**Saved entries:**
■ ■ ■ ■ ■ ■ ■

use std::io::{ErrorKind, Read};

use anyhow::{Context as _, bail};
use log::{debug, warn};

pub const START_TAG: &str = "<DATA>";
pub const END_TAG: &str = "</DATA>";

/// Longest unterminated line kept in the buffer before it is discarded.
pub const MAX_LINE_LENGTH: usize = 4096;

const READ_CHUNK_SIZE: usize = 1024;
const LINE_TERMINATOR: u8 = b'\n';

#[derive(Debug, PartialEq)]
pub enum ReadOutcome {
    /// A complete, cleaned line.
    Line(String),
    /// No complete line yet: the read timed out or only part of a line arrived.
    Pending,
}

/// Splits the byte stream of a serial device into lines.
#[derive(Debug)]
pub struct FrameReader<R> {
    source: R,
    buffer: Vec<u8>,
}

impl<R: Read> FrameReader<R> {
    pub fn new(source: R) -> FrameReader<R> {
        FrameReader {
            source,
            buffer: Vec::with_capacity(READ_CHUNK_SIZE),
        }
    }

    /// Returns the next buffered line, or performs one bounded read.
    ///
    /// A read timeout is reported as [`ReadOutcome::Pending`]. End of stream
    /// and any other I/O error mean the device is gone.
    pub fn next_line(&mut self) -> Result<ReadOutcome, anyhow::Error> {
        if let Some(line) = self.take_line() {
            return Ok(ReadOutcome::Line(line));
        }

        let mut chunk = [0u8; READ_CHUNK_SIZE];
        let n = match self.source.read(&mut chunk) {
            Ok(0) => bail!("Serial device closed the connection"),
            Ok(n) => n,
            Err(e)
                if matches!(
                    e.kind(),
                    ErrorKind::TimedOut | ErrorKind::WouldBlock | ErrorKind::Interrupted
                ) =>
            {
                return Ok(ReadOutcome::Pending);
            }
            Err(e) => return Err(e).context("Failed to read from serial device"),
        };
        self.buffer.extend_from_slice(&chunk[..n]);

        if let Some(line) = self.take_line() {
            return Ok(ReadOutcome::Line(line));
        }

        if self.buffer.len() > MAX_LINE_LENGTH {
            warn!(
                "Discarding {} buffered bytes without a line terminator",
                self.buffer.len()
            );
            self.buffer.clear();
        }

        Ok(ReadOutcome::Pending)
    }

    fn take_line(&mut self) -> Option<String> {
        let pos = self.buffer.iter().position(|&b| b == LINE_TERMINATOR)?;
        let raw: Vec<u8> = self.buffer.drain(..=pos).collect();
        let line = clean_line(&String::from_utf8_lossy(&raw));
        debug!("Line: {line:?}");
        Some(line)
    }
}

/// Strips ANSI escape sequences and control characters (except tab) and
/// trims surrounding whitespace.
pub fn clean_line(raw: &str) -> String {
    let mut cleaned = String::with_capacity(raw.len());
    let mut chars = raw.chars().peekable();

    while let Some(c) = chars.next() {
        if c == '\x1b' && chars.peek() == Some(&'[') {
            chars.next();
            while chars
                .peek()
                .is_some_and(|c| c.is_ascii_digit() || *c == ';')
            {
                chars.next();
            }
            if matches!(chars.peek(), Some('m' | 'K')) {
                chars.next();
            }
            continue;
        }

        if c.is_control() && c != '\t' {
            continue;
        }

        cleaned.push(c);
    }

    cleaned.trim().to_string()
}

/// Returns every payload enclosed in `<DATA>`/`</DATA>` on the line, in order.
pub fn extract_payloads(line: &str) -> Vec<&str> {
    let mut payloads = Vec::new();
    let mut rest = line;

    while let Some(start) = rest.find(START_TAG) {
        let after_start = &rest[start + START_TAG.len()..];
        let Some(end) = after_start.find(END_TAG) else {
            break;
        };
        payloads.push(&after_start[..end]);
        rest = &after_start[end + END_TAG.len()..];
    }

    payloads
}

■ ■ ■ ■ ■ ■ ■

Would you quote, exactly and only, the lines from the one containing "(except tab) and" to the end of the entries?

**Output:**
/// Strips ANSI escape sequences and control characters (except tab) and
/// trims surrounding whitespace.
pub fn clean_line(raw: &str) -> String {
    let mut cleaned = String::with_capacity(raw.len());
    let mut chars = raw.chars().peekable();

    while let Some(c) = chars.next() {
        if c == '\x1b' && chars.peek() == Some(&'[') {
            chars.next();
            while chars
                .peek()
                .is_some_and(|c| c.is_ascii_digit() || *c == ';')
            {
                chars.next();
            }
            if matches!(chars.peek(), Some('m' | 'K')) {
                chars.next();
            }
            continue;
        }

        if c.is_control() && c != '\t' {
            continue;
        }

        cleaned.push(c);
    }

    cleaned.trim().to_string()
}

/// Returns every payload enclosed in `<DATA>`/`</DATA>` on the line, in order.
pub fn extract_payloads(line: &str) -> Vec<&str> {
    let mut payloads = Vec::new();
    let mut rest = line;

    while let Some(start) = rest.find(START_TAG) {
        let after_start = &rest[start + START_TAG.len()..];
        let Some(end) = after_start.find(END_TAG) else {
            break;
        };
        payloads.push(&after_start[..end]);
        rest = &after_start[end + END_TAG.len()..];
    }

    payloads
}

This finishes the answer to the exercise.